Yesterday, some of the original campaigners returned to the former US Air Force Base at Upper Heyford, near Bicester, which is now about to be redeveloped for housing.
Nigel Anstee-Algar, 64, who lives in East Oxford, lived at the camp between 1983 and 1985 and was arrested, bound over to keep the peace and fined after gripping the link fence during a protest.
He said: “The summers were lovely and idyllic and warm, but winters were miserable, cold and damp.
“I believe we did make a difference.”
Exactly three decades ago, the Campaign for Nuclear Disarmament (CND) set up its camp in Portway bridleway just metres from where thundering F1-11 jets took off.
The protesters were banned from local pubs, had their camp removed by police and took part in marches from Oxford to the base.
The biggest demonstration was a blockade around the base just before the General Election in 1983 which involved about 4,000 people and led to 752 arrests.
But yesterday the former activists were allowed behind the security fences of the former base, and into the Barley Mow Pub, in Somerton Road, Upper Heyford, where they were previously banned.
Adrian Sinclair, 50, had just finished his studies in Oxford when he joined protesters, and helped organise the blockade, travelling around the country to recruit people.

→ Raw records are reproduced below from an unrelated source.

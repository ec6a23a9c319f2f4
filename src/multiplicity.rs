//! Statistical model for the number of nucleons emitted in multi-body absorption.
//!
//! The sum `ns = np + nn` and difference `nd = np - nn` are drawn from fits to
//! hadron-nucleon cascade simulations (p and pi+ on C, Fe and Pb at a few
//! hundred MeV); other projectiles follow by isospin. Nucleon projectiles draw
//! `ns` from an exponential, pions and kaons from a Gaussian weighted by a
//! linear density. `nd` is Gaussian for every projectile.

use crate::error::{EscapeReason, GenerateError, KinematicsError};
use crate::species::{Family, Species};
use rand::Rng;
use std::f64::consts::PI;
use tracing::debug;

/// Largest number of nucleons a single absorption may emit.
pub const MAX_EMITTED: i32 = 85;

/// Accepted emission: protons and neutrons leaving the nucleus.
#[derive(Debug, Clone, Copy, PartialEq, Eq)]
pub struct Multiplicity {
    pub protons: i32,
    pub neutrons: i32,
}

impl Multiplicity {
    pub fn total(&self) -> i32 {
        self.protons + self.neutrons
    }
}

#[derive(Debug, Clone, Copy, PartialEq)]
enum SumModel {
    Exponential { rate: f64 },
    Gaussian { mean: f64, sigma: f64, max: f64 },
}

/// Fitted multiplicity distribution for one projectile on one remnant.
#[derive(Debug, Clone, Copy, PartialEq)]
pub struct MultiplicityModel {
    sum: SumModel,
    diff_mean: f64,
    diff_sigma: f64,
    nucleon_projectile: bool,
}

/// Draw limits for [`MultiplicityModel::sample`].
#[derive(Debug, Clone, Copy, PartialEq, Eq)]
pub struct DrawLimits {
    pub multiplicity_draws: u32,
    pub sum_draws: u32,
}

/// Uniform in (0, 1), never exactly zero.
fn nonzero_uniform<R: Rng + ?Sized>(rng: &mut R) -> f64 {
    loop {
        let u: f64 = rng.gen();
        if u != 0.0 {
            return u;
        }
    }
}

/// Box-Muller pair `(cos branch, sin branch)` from two uniforms.
pub fn box_muller<R: Rng + ?Sized>(rng: &mut R) -> (f64, f64) {
    let u1 = nonzero_uniform(rng);
    let u2 = nonzero_uniform(rng);
    let radius = (-2.0 * u1.ln()).sqrt();
    let angle = 2.0 * PI * u2;
    (radius * angle.cos(), radius * angle.sin())
}

/// Scale an oversized emission down to [`MAX_EMITTED`], keeping the p:n ratio.
pub fn cap_multiplicity(m: Multiplicity) -> Multiplicity {
    let total = m.total();
    if total <= MAX_EMITTED {
        return m;
    }
    let frac = MAX_EMITTED as f64 / total as f64;
    Multiplicity {
        protons: (m.protons as f64 * frac) as i32,
        neutrons: (m.neutrons as f64 * frac) as i32,
    }
}

/// Keep at least one nucleon bound when the draw would empty the nucleus.
pub fn leave_one_bound<R: Rng + ?Sized>(
    m: Multiplicity,
    available: Multiplicity,
    rng: &mut R,
) -> Multiplicity {
    if m != available || m.total() == 0 {
        return m;
    }
    let mut m = m;
    if rng.gen::<f64>() < m.protons as f64 / m.total() as f64 {
        m.protons -= 1;
    } else {
        m.neutrons -= 1;
    }
    m
}

impl MultiplicityModel {
    /// Fit for `projectile` with kinetic energy `kinetic_energy` (MeV) on a
    /// remnant of `a` nucleons and `z` protons (before the projectile merges).
    pub fn for_projectile(
        projectile: Species,
        a: i32,
        z: i32,
        kinetic_energy: f64,
    ) -> Option<Self> {
        let af = a as f64;
        let zf = z as f64;
        let n = af - zf;
        let t = kinetic_energy;

        let (sum, mut diff_mean, diff_sigma) = match projectile.family() {
            Family::Nucleon => {
                let diff_mean = if n > zf {
                    135.227 * (-7.124 * n / af).exp() - 2.762
                } else {
                    -135.227 * (-7.124 * zf / af).exp() + 4.914
                };
                let c1 = 0.041 + t * 0.0001525;
                let c2 = -0.003444 - t * 0.00002324;
                let c3 = 0.064 - t * 0.00002993;
                let rate = c1 * (c2 * af).exp() + c3;
                (
                    SumModel::Exponential { rate },
                    diff_mean,
                    2.034 + af * 0.007846,
                )
            }
            Family::Pion | Family::Kaon => {
                let scale = 1.0 + t / 250.0;
                let mean = 0.0001 * scale * (af - 50.0).powi(2) + 8.0;
                let sigma = (10.0 + 4.0 * t / 250.0) * (1.0 - (-0.02 * af).exp());
                let max = (mean + 20.0 * sigma).min(af);
                (
                    SumModel::Gaussian { mean, sigma, max },
                    scale - (af / 200.0) * (1.0 + 2.0 * t / 250.0),
                    4.0 * (1.0 - (-0.03 * t).exp()),
                )
            }
            Family::Photon => return None,
        };

        // isospin rotation from the fitted p and pi+ cases
        match projectile {
            Species::PiZero | Species::Neutron => diff_mean -= 2.0,
            Species::PiMinus => diff_mean -= 4.0,
            _ => {}
        }

        Some(Self {
            sum,
            diff_mean,
            diff_sigma,
            nucleon_projectile: projectile.is_nucleon(),
        })
    }

    fn sample_sum<R: Rng + ?Sized>(
        &self,
        max_draws: u32,
        rng: &mut R,
    ) -> Result<f64, KinematicsError> {
        match self.sum {
            SumModel::Exponential { rate } => Ok(-nonzero_uniform(rng).ln() / rate),
            SumModel::Gaussian { mean, sigma, max } => {
                for _ in 0..max_draws {
                    let (x1, _) = box_muller(rng);
                    let ns = mean + sigma * x1;
                    if ns > max || ns < 0.0 {
                        continue;
                    }
                    if rng.gen::<f64>() > ns / max {
                        continue;
                    }
                    return Ok(ns);
                }
                Err(KinematicsError::SamplingNotConverged {
                    what: "absorption nucleon sum",
                    draws: max_draws,
                })
            }
        }
    }

    /// Draw an emission no larger than `available` (protons and neutrons in
    /// the remnant once the projectile has merged into it).
    ///
    /// A non-converging inner sum draw is recoverable; running out of outer
    /// draws is terminal.
    pub fn sample<R: Rng + ?Sized>(
        &self,
        available: Multiplicity,
        limits: DrawLimits,
        rng: &mut R,
    ) -> Result<Multiplicity, GenerateError> {
        for _ in 0..limits.multiplicity_draws {
            let (_, x2) = box_muller(rng);
            let ns = self.sample_sum(limits.sum_draws, rng)?;
            let nd = self.diff_mean + self.diff_sigma * x2;

            // truncation toward zero after the half-unit shift
            let m = Multiplicity {
                protons: ((ns + nd) / 2.0 + 0.5) as i32,
                neutrons: ((ns - nd) / 2.0 + 0.5) as i32,
            };

            if m.protons < 0 || m.neutrons < 0 {
                continue;
            }
            if m.total() < 2 || (m.total() == 2 && self.nucleon_projectile) {
                continue;
            }
            if m.protons > available.protons || m.neutrons > available.neutrons {
                continue;
            }

            let capped = cap_multiplicity(m);
            let accepted = leave_one_bound(capped, available, rng);
            debug!(
                ns,
                nd,
                protons = accepted.protons,
                neutrons = accepted.neutrons,
                "absorption multiplicity"
            );
            return Ok(accepted);
        }

        Err(EscapeReason::MultiplicityNotFound.into())
    }
}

The father of two, who now works for a community radio station in Leeds, said: “It was a very romantic notion at times of being up here, round a campfire, but the other side was the other side of the fence where the F1-11s were.
“A lot of the people locally and over the fence disagreed violently with what we were doing so it was quite emotional coming back.
“Although we cut a few fences, I had never really been in the place so the idea of being able to have a trip round is quite bizarre.”
Londoner Mark Brett, 55, spent about four years living at the camp, on and off. He said: “There was quite a lot of activity, arrests and prison sentences and I remember doing a week in Oxford prison.
“They wanted to bind us to keep the peace but we were being honest and saying that keeping the peace in the wider sense was what we were arrested for.
“It was very much worth it because it raised awareness.”
Brin Price, 52, from York, also picked up a criminal record for his actions at the camp, although he never served time.
He said: “We were committed to non-violent direct action and we thought we could change the world.
“I think change did happen, not perhaps the radical change we wanted but there has been a certain amount of nuclear disarmament due to the pressure of the mass movement.”
The base was closed on January 1, 1994.
The group had maintained a presence at the base into the late-1980s.